I do not believe that a decay of dogmatic belief can do anything but good. I admit at once that new systems of dogma, such as those of the Nazis and the Communists, are even worse than the old systems, but they could never have acquired a hold over men's minds if orthodox dogmatic habits had not been instilled in youth. Stalin's language is full of reminiscences of the theological seminary in which he received his training. What the world needs is not dogma, but an attitude of scientific inquiry, combined with a belief that the torture of millions is not desirable, whether inflicted by Stalin or by a Deity imagined in the likeness of the believer. (H.S.E.P.p221)

For four and a half months in 1918 I was in prison for pacifist propaganda; but, by the intervention of Arthur Balfour, I was placed in the first division, so that while in prison I was able to read and write as much as I liked, provided I did no pacifist propaganda.
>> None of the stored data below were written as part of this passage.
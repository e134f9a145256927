//! Change sets produced by the diff engine.

use keystone_facility::{Category, EntityRecord};
use keystone_ledger::{ChangeCounts, ChangesSummary};
use keystone_types::{EntityId, VersionId};
use serde::{Deserialize, Serialize};

/// An entity present on both sides with different content.
#[derive(Clone, Debug, PartialEq, Eq, Serialize, Deserialize)]
pub struct ModifiedEntity {
    pub id: EntityId,
    pub before: EntityRecord,
    pub after: EntityRecord,
    /// Top-level fields whose values differ, sorted.
    pub changed_fields: Vec<String>,
}

impl ModifiedEntity {
    fn inverse(&self) -> Self {
        Self {
            id: self.id.clone(),
            before: self.after.clone(),
            after: self.before.clone(),
            changed_fields: self.changed_fields.clone(),
        }
    }
}

/// Changes within one category. Each list is ordered by entity id.
#[derive(Clone, Debug, Default, PartialEq, Eq, Serialize, Deserialize)]
pub struct CategoryChanges {
    pub added: Vec<EntityRecord>,
    pub removed: Vec<EntityRecord>,
    pub modified: Vec<ModifiedEntity>,
}

impl CategoryChanges {
    pub fn is_empty(&self) -> bool {
        self.added.is_empty() && self.removed.is_empty() && self.modified.is_empty()
    }

    pub fn counts(&self) -> ChangeCounts {
        ChangeCounts {
            added: self.added.len() as u64,
            modified: self.modified.len() as u64,
            removed: self.removed.len() as u64,
        }
    }

    pub fn inverse(&self) -> Self {
        Self {
            added: self.removed.clone(),
            removed: self.added.clone(),
            modified: self.modified.iter().map(ModifiedEntity::inverse).collect(),
        }
    }
}

/// Every change between two building states.
#[derive(Clone, Debug, Default, PartialEq, Eq, Serialize, Deserialize)]
pub struct DiffResult {
    /// `None` when diffing from the empty state.
    pub from_version: Option<VersionId>,
    pub to_version: Option<VersionId>,
    pub buildings: CategoryChanges,
    pub floors: CategoryChanges,
    pub rooms: CategoryChanges,
    pub equipment: CategoryChanges,
    pub points: CategoryChanges,
}

impl DiffResult {
    pub fn get(&self, category: Category) -> &CategoryChanges {
        match category {
            Category::Buildings => &self.buildings,
            Category::Floors => &self.floors,
            Category::Rooms => &self.rooms,
            Category::Equipment => &self.equipment,
            Category::Points => &self.points,
        }
    }

    pub fn get_mut(&mut self, category: Category) -> &mut CategoryChanges {
        match category {
            Category::Buildings => &mut self.buildings,
            Category::Floors => &mut self.floors,
            Category::Rooms => &mut self.rooms,
            Category::Equipment => &mut self.equipment,
            Category::Points => &mut self.points,
        }
    }

    /// Per-category counts, the form stored on commits.
    pub fn summary(&self) -> ChangesSummary {
        let mut summary = ChangesSummary::default();
        for category in Category::ALL {
            *summary.get_mut(category) = self.get(category).counts();
        }
        summary
    }

    pub fn is_empty(&self) -> bool {
        Category::ALL.iter().all(|c| self.get(*c).is_empty())
    }

    pub fn total(&self) -> u64 {
        self.summary().total()
    }

    /// The diff in the opposite direction.
    pub fn inverse(&self) -> Self {
        Self {
            from_version: self.to_version,
            to_version: self.from_version,
            buildings: self.buildings.inverse(),
            floors: self.floors.inverse(),
            rooms: self.rooms.inverse(),
            equipment: self.equipment.inverse(),
            points: self.points.inverse(),
        }
    }
}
I found prison in many ways quite agreeable. I had no engagements, no difficult decisions to make, no fear of callers, no interruptions to my work. I read enormously; I wrote a book, Introduction to Mathematical Philosophy, and began the work for Analysis of Mind. I was rather interested in my fellow prisoners, who seemed to me in no way morally inferior to the rest of the population, though they were on the whole slightly below the usual level of intelligence, as was shown by their having been caught. For anybody not in the first division, especially for a person accustomed to reading and writing, prison is a severe and terrible punishment; but for me, thanks to Arthur Balfour, this was not so. I was much cheered on my arrival by the warder at the gate, who had to take particulars about me. He asked my religion, and I replied 'agnostic.' He asked how to spell it, and remarked with a sigh: 'Well, there are many religions, but I suppose they all worship the same God.' This remark kept me cheerful for about a week. (P.F.M.p30)
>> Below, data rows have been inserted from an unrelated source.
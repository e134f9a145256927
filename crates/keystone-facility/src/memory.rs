use std::collections::HashMap;
use std::sync::RwLock;

use keystone_types::{EntityId, RepositoryId};
use tracing::debug;

use crate::error::{FacilityError, FacilityResult};
use crate::model::{
    AutomationPoint, Building, Category, EntityRecord, EntityWrite, Equipment, Floor, Room,
    RepositoryInfo,
};
use crate::state::BuildingState;
use crate::traits::{FacilityReader, FacilityWriter};

fn poisoned<E: std::fmt::Display>(e: E) -> FacilityError {
    FacilityError::Backend(format!("lock poisoned: {e}"))
}

/// In-memory facility storage.
///
/// Holds one [`BuildingState`] per building and the repository registry
/// behind `RwLock`s. Data is lost when the value is dropped.
#[derive(Debug, Default)]
pub struct InMemoryFacility {
    repositories: RwLock<HashMap<RepositoryId, RepositoryInfo>>,
    buildings: RwLock<HashMap<EntityId, BuildingState>>,
}

impl InMemoryFacility {
    pub fn new() -> Self {
        Self::default()
    }

    /// Create a building and a repository tracking it.
    pub fn register_repository(
        &self,
        name: impl Into<String>,
        building: Building,
    ) -> FacilityResult<RepositoryInfo> {
        let info = RepositoryInfo {
            id: RepositoryId::new(),
            building_id: building.id.clone(),
            name: name.into(),
        };
        {
            let mut buildings = self.buildings.write().map_err(poisoned)?;
            if buildings.contains_key(&building.id) {
                return Err(FacilityError::InvalidEntity(format!(
                    "building {} is already registered",
                    building.id
                )));
            }
            let mut state = BuildingState::new();
            state.insert(EntityRecord::Building(building));
            buildings.insert(info.building_id.clone(), state);
        }
        self.repositories
            .write()
            .map_err(poisoned)?
            .insert(info.id, info.clone());
        debug!(repository = %info.id, building = %info.building_id, "registered repository");
        Ok(info)
    }

    /// Copy of one building's full state.
    pub fn state(&self, building_id: &EntityId) -> FacilityResult<BuildingState> {
        self.with_state(building_id, |s| s.clone())
    }

    fn with_state<T>(
        &self,
        building_id: &EntityId,
        f: impl FnOnce(&BuildingState) -> T,
    ) -> FacilityResult<T> {
        let buildings = self.buildings.read().map_err(poisoned)?;
        let state = buildings
            .get(building_id)
            .ok_or_else(|| FacilityError::BuildingNotFound(building_id.clone()))?;
        Ok(f(state))
    }
}

fn check_parent(building_id: &EntityId, record: &EntityRecord) -> FacilityResult<()> {
    let owner = match record {
        EntityRecord::Building(b) => Some(&b.id),
        EntityRecord::Floor(f) => Some(&f.building_id),
        EntityRecord::Equipment(e) => Some(&e.building_id),
        EntityRecord::Room(_) | EntityRecord::Point(_) => None,
    };
    match owner {
        Some(owner) if owner != building_id => Err(FacilityError::InvalidEntity(format!(
            "{} {} belongs to building {owner}, not {building_id}",
            record.category(),
            record.id()
        ))),
        _ => Ok(()),
    }
}

impl FacilityReader for InMemoryFacility {
    fn repository(&self, id: &RepositoryId) -> FacilityResult<RepositoryInfo> {
        self.repositories
            .read()
            .map_err(poisoned)?
            .get(id)
            .cloned()
            .ok_or(FacilityError::RepositoryNotFound(*id))
    }

    fn repository_for_building(&self, building_id: &EntityId) -> FacilityResult<RepositoryInfo> {
        self.repositories
            .read()
            .map_err(poisoned)?
            .values()
            .find(|r| &r.building_id == building_id)
            .cloned()
            .ok_or_else(|| FacilityError::NoRepositoryForBuilding(building_id.clone()))
    }

    fn building(&self, building_id: &EntityId) -> FacilityResult<Building> {
        self.with_state(building_id, |s| s.building().cloned())?
            .ok_or_else(|| FacilityError::BuildingNotFound(building_id.clone()))
    }

    fn floors(&self, building_id: &EntityId) -> FacilityResult<Vec<Floor>> {
        self.with_state(building_id, |s| s.floors.values().cloned().collect())
    }

    fn rooms(&self, building_id: &EntityId) -> FacilityResult<Vec<Room>> {
        self.with_state(building_id, |s| s.rooms.values().cloned().collect())
    }

    fn equipment(&self, building_id: &EntityId) -> FacilityResult<Vec<Equipment>> {
        self.with_state(building_id, |s| s.equipment.values().cloned().collect())
    }

    fn points(&self, building_id: &EntityId) -> FacilityResult<Vec<AutomationPoint>> {
        self.with_state(building_id, |s| s.points.values().cloned().collect())
    }
}

impl FacilityWriter for InMemoryFacility {
    fn apply(&self, building_id: &EntityId, write: EntityWrite) -> FacilityResult<()> {
        let mut buildings = self.buildings.write().map_err(poisoned)?;
        let state = buildings
            .get_mut(building_id)
            .ok_or_else(|| FacilityError::BuildingNotFound(building_id.clone()))?;
        match write {
            EntityWrite::Upsert(record) => {
                check_parent(building_id, &record)?;
                debug!(building = %building_id, category = %record.category(), id = %record.id(), "upsert entity");
                state.insert(record);
            }
            EntityWrite::Delete { category, id } => {
                if category == Category::Buildings && &id != building_id {
                    return Err(FacilityError::InvalidEntity(format!(
                        "cannot delete building {id} through {building_id}"
                    )));
                }
                debug!(building = %building_id, %category, %id, "delete entity");
                state.remove(category, &id);
            }
        }
        Ok(())
    }
}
The most influential school of philosophy in Britain at the present day maintains a certain linguistic doctrine to which I am unable to subscribe. I do not wish to misrepresent this school, but I suppose any opponent of any doctrine is thought to misrepresent it by those who hold it. The doctrine, as I understand it, consists in maintaining that the language of daily life, with words used in their ordinary meanings, suffices for philosophy, which has no need of technical terms or of changes in the signification of common terms. I find myself totally unable to accept this view....Orthodox Christianity asserts that we survive death. What does it mean by this assertion? And in what sense, if any, is the assertion true? The philosophers with whom I am concerned will consider the first of these questions, but will say that the second is none of their business. I agree entirely that, in this case, a discussion as to what is meant is important and highly necessary as a preliminary to a consideration of the substantial question, but if nothing can be said on the substantial question, it seems a waste of time to discuss what it means. These philosophers remind me of the shopkeeper of whom I once asked the shortest way to Winchester. He called to a man in the back premises:
'Gentleman wants to know the shortest way to Winchester.'
'Winchester?' an unseen voice replied.
'Way to Winchester?'
'Shortest way?'

He wanted to get the nature of the question clear, but took no interest in answering it. This is exactly what modern philosophy does for the earnest seeker after truth. Is it surprising that young people turn to other studies? (P.F.M.p166,169/70.)